GIVEN DATA section start

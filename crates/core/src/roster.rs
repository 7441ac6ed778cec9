//! # Judge Roster
//!
//! The fixed set of participants whose availability is collected. A roster is
//! built once at startup, either from the compiled-in table or from a JSON
//! file, and never changes afterwards.

use std::{collections::HashSet, path::Path};

use eyre::{Result, WrapErr, eyre};

use crate::models::judge::Judge;

const DEFAULT_JUDGES: [(&str, &str, &str); 5] = [
    ("7f8a9b1c-2d3e-4f5a-6b7c-8d9e0f1a2b3c", "دکتر افشین بنازاده", "داور داخل دانشکده"),
    ("1a2b3c4d-5e6f-7a8b-9c0d-1e2f3a4b5c6d", "دکتر علیرضا شریفی", "داور داخل دانشکده"),
    ("9e8d7c6b-5a4f-3e2d-1c0b-9a8f7e6d5c4b", "دکتر سعید خدایگان", "داور داخل دانشگاه"),
    ("5c4b3a2f-1e0d-9c8b-7a6f-5e4d3c2b1a0f", "دکتر علیرضا رودباری", "داور خارج دانشگاه"),
    ("3c2b3ف2f-1e0d-9cلb-7a6f-5e4d3c2b1a1f", "دکتر محمد مراد", "ناظر جلسه"),
];

#[derive(Debug, Clone, PartialEq, Eq)]
pub struct Roster {
    judges: Vec<Judge>,
}

impl Default for Roster {
    fn default() -> Self {
        Self {
            judges: DEFAULT_JUDGES
                .iter()
                .map(|(id, name, role)| Judge {
                    id: id.to_string(),
                    name: name.to_string(),
                    role: role.to_string(),
                })
                .collect(),
        }
    }
}

impl Roster {
    /// Builds a roster, rejecting duplicate or empty ids.
    pub fn new(judges: Vec<Judge>) -> Result<Self> {
        let mut seen = HashSet::new();
        for judge in &judges {
            if judge.id.trim().is_empty() {
                return Err(eyre!("Judge {:?} has an empty id", judge.name));
            }
            if !seen.insert(judge.id.as_str()) {
                return Err(eyre!("Duplicate judge id {}", judge.id));
            }
        }

        Ok(Self { judges })
    }

    /// Loads a roster from a JSON array of `{id, name, role}` objects.
    pub fn from_json_file(path: impl AsRef<Path>) -> Result<Self> {
        let path = path.as_ref();
        let content = std::fs::read_to_string(path)
            .wrap_err_with(|| format!("Failed to read roster file {}", path.display()))?;
        let judges: Vec<Judge> = serde_json::from_str(&content)
            .wrap_err_with(|| format!("Invalid roster file {}", path.display()))?;

        Self::new(judges)
    }

    pub fn get(&self, id: &str) -> Option<&Judge> {
        self.judges.iter().find(|judge| judge.id == id)
    }

    pub fn contains(&self, id: &str) -> bool {
        self.get(id).is_some()
    }

    pub fn iter(&self) -> impl Iterator<Item = &Judge> {
        self.judges.iter()
    }

    pub fn len(&self) -> usize {
        self.judges.len()
    }

    pub fn is_empty(&self) -> bool {
        self.judges.is_empty()
    }
}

GIVEN DATA section end

» ABOUT THIS TASK
The answer must be the complete listing, repeated exactly.

» OUTPUT OF THE EXERCISE
filename crates/core/src/roster.rs
repository 7441ac6ed778cec9
//! # Judge Roster
//!
//! The fixed set of participants whose availability is collected. A roster is
//! built once at startup, either from the compiled-in table or from a JSON
//! file, and never changes afterwards.

use std::{collections::HashSet, path::Path};

use eyre::{Result, WrapErr, eyre};

use crate::models::judge::Judge;

const DEFAULT_JUDGES: [(&str, &str, &str); 5] = [
    ("7f8a9b1c-2d3e-4f5a-6b7c-8d9e0f1a2b3c", "دکتر افشین بنازاده", "داور داخل دانشکده"),
    ("1a2b3c4d-5e6f-7a8b-9c0d-1e2f3a4b5c6d", "دکتر علیرضا شریفی", "داور داخل دانشکده"),
    ("9e8d7c6b-5a4f-3e2d-1c0b-9a8f7e6d5c4b", "دکتر سعید خدایگان", "داور داخل دانشگاه"),
    ("5c4b3a2f-1e0d-9c8b-7a6f-5e4d3c2b1a0f", "دکتر علیرضا رودباری", "داور خارج دانشگاه"),
    ("3c2b3ف2f-1e0d-9cلb-7a6f-5e4d3c2b1a1f", "دکتر محمد مراد", "ناظر جلسه"),
];

#[derive(Debug, Clone, PartialEq, Eq)]
pub struct Roster {
    judges: Vec<Judge>,
}

impl Default for Roster {
    fn default() -> Self {
        Self {
            judges: DEFAULT_JUDGES
                .iter()
                .map(|(id, name, role)| Judge {
                    id: id.to_string(),
                    name: name.to_string(),
                    role: role.to_string(),
                })
                .collect(),
        }
    }
}

impl Roster {
    /// Builds a roster, rejecting duplicate or empty ids.
    pub fn new(judges: Vec<Judge>) -> Result<Self> {
        let mut seen = HashSet::new();
        for judge in &judges {
            if judge.id.trim().is_empty() {
                return Err(eyre!("Judge {:?} has an empty id", judge.name));
            }
            if !seen.insert(judge.id.as_str()) {
                return Err(eyre!("Duplicate judge id {}", judge.id));
            }
        }

        Ok(Self { judges })
    }

    /// Loads a roster from a JSON array of `{id, name, role}` objects.
    pub fn from_json_file(path: impl AsRef<Path>) -> Result<Self> {
        let path = path.as_ref();
        let content = std::fs::read_to_string(path)
            .wrap_err_with(|| format!("Failed to read roster file {}", path.display()))?;
        let judges: Vec<Judge> = serde_json::from_str(&content)
            .wrap_err_with(|| format!("Invalid roster file {}", path.display()))?;

        Self::new(judges)
    }

    pub fn get(&self, id: &str) -> Option<&Judge> {
        self.judges.iter().find(|judge| judge.id == id)
    }

    pub fn contains(&self, id: &str) -> bool {
        self.get(id).is_some()
    }

    pub fn iter(&self) -> impl Iterator<Item = &Judge> {
        self.judges.iter()
    }

    pub fn len(&self) -> usize {
        self.judges.len()
    }

    pub fn is_empty(&self) -> bool {
        self.judges.is_empty()
    }
}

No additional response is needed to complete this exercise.